Avec pudeur, mais également une volonté de dénoncer, Jean-Luc Mège a réalisé un reportage bouleversant sur les enfants chiffonniers de Phnom Penh. Rencontre avec un professionnel de l’image dont l’immense talent est à l’égal de sa générosité.

L’odeur est pestilentielle. Dans un vacarme incessant, des camions et des bulldozers déversent ou charrient inlassablement des montagnes de détritus. Sous un ciel poisseux, et noyées au milieu d’un océan d’immondices, de frêles silhouettes s’affairent, courbées vers le sol. ‘ Ma première vision de la décharge de Phnom Penh fut celle d’enfants escaladant de gigantesques monticules d’ordures ‘, se souvient Jean-Luc, qui poursuit non sans émotion : ‘ J’ai commencé à les photographier au téléobjectif, mais ils se détachaient à peine de la fumée épaisse qui s’élevait des déchets incandescents. Pour me rapprocher, j’ai entrepris de traverser une sorte de terrain vague. J’avais à peine parcouru une quinzaine de mètres que la terre, qui m’avait semblé ferme, s’est dérobée sous mes pieds. Et me voilà en train de m’enfoncer lentement, mais inexorablement, au sein d’un cloaque immonde. Mon premier geste a été de lancer au plus loin mes deux boîtiers numériques, tandis qu’à distance le chauffeur du tuk tuk (taxi cambodgien) qui m’avait conduit sur les lieux hurlait pour obtenir de l’aide. Mais personne n’arrivait… Et pas un arbre aux alentours pour m’accrocher. Alors que la croûte de détritus m’arrivait à hauteur d’épaules et commençait à se refermer, un gamin est accouru et m’a lancé un morceau de tissu auquel j’ai pu m’accrocher. Et c’est aidé par d’autres petits chiffonniers, qu’il a réussi à m’extirper de là.
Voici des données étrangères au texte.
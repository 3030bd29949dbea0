//! End-to-end manipulation sessions driven through interactable dispatch

use std::sync::Arc;

use glam::{Quat, Vec2, Vec3};
use ix_core::{
    Interactable, InteractableConfig, InteractionKind, Interactor, InteractorInputType,
    InteractorPool, SceneObject, SharedInteractorSource, TargetingMode, Transform,
    dispatch_bubbling,
};
use ix_manipulation::{
    InteractableManipulation, ManipulationConfig, ManipulationState, RotationAxis, ScaleLimit,
    SharedManipulation,
};
use parking_lot::Mutex;

const DT: f32 = 1.0 / 60.0;
const LEFT: InteractorInputType = InteractorInputType::LEFT_HAND;
const RIGHT: InteractorInputType = InteractorInputType::RIGHT_HAND;

struct Rig {
    object: SceneObject,
    pool: Arc<Mutex<InteractorPool>>,
    manipulation: SharedManipulation,
}

impl Rig {
    fn new(transform: Transform, config: ManipulationConfig) -> Self {
        let mut object = SceneObject::new("cube", transform.into_shared()).with_interactable(
            Interactable::new(
                "cube",
                InteractableConfig {
                    targeting_mode: TargetingMode::ALL,
                    ..Default::default()
                },
            ),
        );
        let pool = Arc::new(Mutex::new(InteractorPool::new()));
        let source: SharedInteractorSource = pool.clone();
        let manipulation = InteractableManipulation::attach(&mut object, source, config).unwrap();
        Self {
            object,
            pool,
            manipulation,
        }
    }

    fn at(position: Vec3) -> Self {
        Self::new(Transform::from_position(position), unfiltered())
    }

    fn set(&self, interactor: Interactor) {
        self.pool.lock().set(interactor).unwrap();
    }

    fn send(&mut self, kind: InteractionKind, input_type: InteractorInputType) -> usize {
        let interactor = self
            .pool
            .lock()
            .get(input_type)
            .cloned()
            .unwrap_or_else(|| Interactor::new(input_type));
        let interactable = self.object.interactable.as_mut().unwrap();
        dispatch_bubbling(&mut [interactable], kind, &interactor)
    }

    fn tick(&mut self) {
        self.manipulation.lock().tick(DT);
        self.object.tick();
    }

    /// One frame: advance the clock and send updates for `inputs`
    fn frame(&mut self, inputs: &[InteractorInputType]) {
        self.tick();
        for input in inputs {
            self.send(InteractionKind::TriggerUpdate, *input);
        }
    }

    fn grab(&mut self, input_type: InteractorInputType) {
        self.send(InteractionKind::TriggerStart, input_type);
    }

    fn position(&self) -> Vec3 {
        self.object.transform.lock().world_position()
    }

    fn rotation(&self) -> Quat {
        self.object.transform.lock().world_rotation()
    }

    fn scale(&self) -> Vec3 {
        self.object.transform.lock().local_scale()
    }

    fn state(&self) -> ManipulationState {
        self.manipulation.lock().state()
    }
}
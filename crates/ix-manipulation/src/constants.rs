//! Manipulation tuning constants
//!
//! Distances are in centimeters, times in seconds.

/// Distance a user can comfortably extend their arm from the body.
/// Subtracted from the raycast range to get the usable stretch range.
pub const ARM_EXTENSION: f32 = 100.0;

/// Lower bound of the stretch range (avoids division by zero)
pub const MIN_DRAG_DISTANCE: f32 = 1.0;

/// Closest an indirectly manipulated object may get to the ray origin
pub const MIN_RAY_DISTANCE: f32 = 1.0;

/// Exponential approach rate of the stretch offset (1/s)
pub const STRETCH_SMOOTH_SPEED: f32 = 15.0;

/// Ray distance gained per unit of mobile touchpad drag
pub const MOBILE_DRAG_MULTIPLIER: f32 = 0.5;

/// Default lower scale bound, as a factor of the original scale
pub const DEFAULT_MINIMUM_SCALE_FACTOR: f32 = 0.25;

/// Default upper scale bound, as a factor of the original scale
pub const DEFAULT_MAXIMUM_SCALE_FACTOR: f32 = 20.0;

/// Default stretch multiplier near the user
pub const DEFAULT_Z_STRETCH_FACTOR_MIN: f32 = 1.0;

/// Default stretch multiplier at the far end of the stretch range
pub const DEFAULT_Z_STRETCH_FACTOR_MAX: f32 = 12.0;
Quelques instants plus tard, cet accident, qui avait failli me coûter bêtement la vie, devenait une franche partie de rigolade, car j’étais puant et noir de la tête au pied. Accourus de partout en riant pour me voir, les enfants m’ont conduit vers une fontaine de fortune. La fange me tenait tellement au corps que, pour leur plus grande joie, j’ai fini sous l’eau en caleçon, cerné par des dizaines de dents blanches illuminant des visages aussi crasseux qu’attendrissant. Ce fut ma première rencontre avec les petits chiffonniers de Phnom Penh. ‘ Plus tard, Jean-Luc apprendra que, tout particulièrement la nuit, nombre d’enfants trouvaient la mort de cette façon atroce. Et pour cause, creusées par les eaux de pluie, puis recouvertes de poussière, de sacs plastique et de détritus qui leur confèrent un aspect fiable, ces sortes de fondrières atteignent aisément les six mètres de profondeur.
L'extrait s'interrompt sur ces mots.